In the records, find every line with the word "UnclosedRing" and copy it out.

======== Given data ========

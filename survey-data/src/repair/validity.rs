//! Contrôles de validité topologique

use std::fmt;

use geo::{Area, Coord, Geometry, LineString, Polygon};

use super::ring;

/// Défaut de validité détecté sur une géométrie
#[derive(Debug, Clone, Copy, PartialEq, Eq, Hash)]
pub enum ValidityIssue {
    /// Coordonnée NaN ou infinie
    NonFinite,
    /// Ring avec moins de 4 points, ligne avec moins de 2
    TooFewPoints,
    /// Ring dont le premier et le dernier point diffèrent
    UnclosedRing,
    /// Sommets consécutifs confondus
    RepeatedPoints,
    /// Segments non adjacents qui se croisent
    SelfIntersection,
    /// Polygone d'aire nulle
    ZeroArea,
}

impl fmt::Display for ValidityIssue {
    fn fmt(&self, f: &mut fmt::Formatter<'_>) -> fmt::Result {
        let s = match self {
            Self::NonFinite => "non-finite coordinate",
            Self::TooFewPoints => "too few points",
            Self::UnclosedRing => "unclosed ring",
            Self::RepeatedPoints => "repeated points",
            Self::SelfIntersection => "self-intersection",
            Self::ZeroArea => "zero area",
        };
        f.write_str(s)
    }
}

/// Aire minimale d'un polygone considéré comme non dégénéré
pub(crate) const MIN_AREA: f64 = 1e-14;

/// Liste les défauts de validité d'une géométrie (vide si valide)
pub fn validate(geom: &Geometry) -> Vec<ValidityIssue> {
    let mut issues = Vec::new();
    collect_issues(geom, &mut issues);
    issues
}

/// Vrai si la géométrie n'a aucun défaut
pub fn is_valid(geom: &Geometry) -> bool {
    validate(geom).is_empty()
}

fn push(issues: &mut Vec<ValidityIssue>, issue: ValidityIssue) {
    if !issues.contains(&issue) {
        issues.push(issue);
    }
}

fn coord_finite(c: &Coord) -> bool {
    c.x.is_finite() && c.y.is_finite()
}

fn collect_issues(geom: &Geometry, issues: &mut Vec<ValidityIssue>) {
    match geom {
        Geometry::Point(p) => {
            if !coord_finite(&p.0) {
                push(issues, ValidityIssue::NonFinite);
            }
        }
        Geometry::MultiPoint(mp) => {
            if mp.0.iter().any(|p| !coord_finite(&p.0)) {
                push(issues, ValidityIssue::NonFinite);
            }
        }
        Geometry::Line(l) => {
            if !coord_finite(&l.start) || !coord_finite(&l.end) {
                push(issues, ValidityIssue::NonFinite);
            }
        }
        Geometry::LineString(ls) => check_linestring(ls, issues),
        Geometry::MultiLineString(mls) => {
            for ls in &mls.0 {
                check_linestring(ls, issues);
            }
        }
        Geometry::Polygon(p) => check_polygon(p, issues),
        Geometry::MultiPolygon(mp) => {
            for p in &mp.0 {
                check_polygon(p, issues);
            }
        }
        Geometry::Rect(r) => check_polygon(&r.to_polygon(), issues),
        Geometry::Triangle(t) => check_polygon(&t.to_polygon(), issues),
        Geometry::GeometryCollection(gc) => {
            for g in &gc.0 {
                collect_issues(g, issues);
            }
        }
    }
}

fn check_linestring(ls: &LineString, issues: &mut Vec<ValidityIssue>) {
    if ls.0.iter().any(|c| !coord_finite(c)) {
        push(issues, ValidityIssue::NonFinite);
    }
    if ls.0.len() < 2 {
        push(issues, ValidityIssue::TooFewPoints);
    }
    if ring::has_repeated_points(ls) {
        push(issues, ValidityIssue::RepeatedPoints);
    }
}

fn check_ring(r: &LineString, issues: &mut Vec<ValidityIssue>) {
    if r.0.iter().any(|c| !coord_finite(c)) {
        push(issues, ValidityIssue::NonFinite);
        return;
    }
    if r.0.len() < 4 {
        push(issues, ValidityIssue::TooFewPoints);
        return;
    }
    if !ring::is_closed(r) {
        push(issues, ValidityIssue::UnclosedRing);
    }
    if ring::has_repeated_points(r) {
        push(issues, ValidityIssue::RepeatedPoints);
    }
    if ring::self_intersects(r) {
        push(issues, ValidityIssue::SelfIntersection);
    }
}

fn check_polygon(p: &Polygon, issues: &mut Vec<ValidityIssue>) {
    check_ring(p.exterior(), issues);
    for interior in p.interiors() {
        check_ring(interior, issues);
    }

    let shell = Polygon::new(p.exterior().clone(), vec![]);
    if shell.unsigned_area() < MIN_AREA {
        push(issues, ValidityIssue::ZeroArea);
    }
}

#[cfg(test)]
mod tests {
    use super::*;
    use geo::{polygon, Point};

    #[test]
    fn test_valid_square() {
        let square = polygon![(x: 0.0, y: 0.0), (x: 1.0, y: 0.0), (x: 1.0, y: 1.0), (x: 0.0, y: 1.0)];
        assert!(is_valid(&Geometry::Polygon(square)));
    }

    #[test]
    fn test_bowtie_is_self_intersecting() {
        let bowtie = polygon![(x: 0.0, y: 0.0), (x: 1.0, y: 1.0), (x: 1.0, y: 0.0), (x: 0.0, y: 1.0)];
        let issues = validate(&Geometry::Polygon(bowtie));
        assert!(issues.contains(&ValidityIssue::SelfIntersection));
    }

    #[test]
    fn test_unclosed_ring() {
        let ring = LineString::from(vec![(0.0, 0.0), (1.0, 0.0), (1.0, 1.0), (0.0, 1.0)]);
        let poly = Polygon::new(ring, vec![]);
        // geo referme automatiquement les rings à la construction
        assert!(ring::is_closed(poly.exterior()));
    }

    #[test]
    fn test_collinear_polygon_zero_area() {
        let flat = polygon![(x: 0.0, y: 0.0), (x: 1.0, y: 1.0), (x: 2.0, y: 2.0)];
        let issues = validate(&Geometry::Polygon(flat));
        assert!(issues.contains(&ValidityIssue::ZeroArea));
    }

    #[test]
    fn test_non_finite_point() {
        let p = Geometry::Point(Point::new(f64::NAN, 1.0));
        assert_eq!(validate(&p), vec![ValidityIssue::NonFinite]);
    }
}
//! Types d'erreurs pour le crate survey-map

use survey_data::{SegmentKey, SurveyDataError};
use thiserror::Error;

use crate::effort::Role;

/// Erreurs des étapes de transformation (reprojection, lignes d'effort, sélection spatiale)
///
/// Toutes ces erreurs interrompent l'étape en cours : pas de nouvel essai, pas
/// de résultat partiel.
#[derive(Debug, Error)]
pub enum MapError {
    /// Erreur de lecture ou de réparation des données d'entrée
    #[error(transparent)]
    Data(#[from] SurveyDataError),

    /// Un segment n'a pas exactement un point de début et un point de fin
    #[error("Segment {key}: expected exactly one {role} point, found {count}")]
    Cardinality {
        key: SegmentKey,
        role: Role,
        count: usize,
    },

    /// Coordonnée non finie dans un segment
    #[error("Segment {key}: non-finite {role} coordinate ({lon}, {lat})")]
    CoordinateParse {
        key: SegmentKey,
        role: Role,
        lon: f64,
        lat: f64,
    },

    /// Coordonnée hors des bornes géographiques
    #[error("Segment {key}: {role} coordinate ({lon}, {lat}) is outside [-180,180]x[-90,90]")]
    CoordinateOutOfRange {
        key: SegmentKey,
        role: Role,
        lon: f64,
        lat: f64,
    },

    /// Opération spatiale entre couches de projections différentes
    #[error("CRS mismatch: {left} vs {right}")]
    CrsMismatch { left: String, right: String },

    /// Couche sans projection
    #[error("Layer '{0}' has no coordinate reference system")]
    MissingCrs(String),

    /// Couple de projections non supporté
    #[error("Unsupported reprojection EPSG:{source_epsg} -> EPSG:{target_epsg}")]
    UnsupportedProjection { source_epsg: u32, target_epsg: u32 },

    /// Échec de transformation d'une coordonnée
    #[error("Reprojection failed: {0}")]
    Reprojection(String),

    /// Emprise vide ou inversée
    #[error("Invalid extent: {0}")]
    InvalidExtent(String),

    /// Niveau de zoom hors limites
    #[error("Invalid zoom level {0} (max 22)")]
    InvalidZoom(u8),

    #[error("I/O error: {0}")]
    Io(#[from] std::io::Error),
}

impl MapError {
    pub(crate) fn crs_mismatch(left: u32, right: u32) -> Self {
        Self::CrsMismatch {
            left: format!("EPSG:{}", left),
            right: format!("EPSG:{}", right),
        }
    }
}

========

Solution:
    UnclosedRing,
            Self::UnclosedRing => "unclosed ring",
        push(issues, ValidityIssue::UnclosedRing);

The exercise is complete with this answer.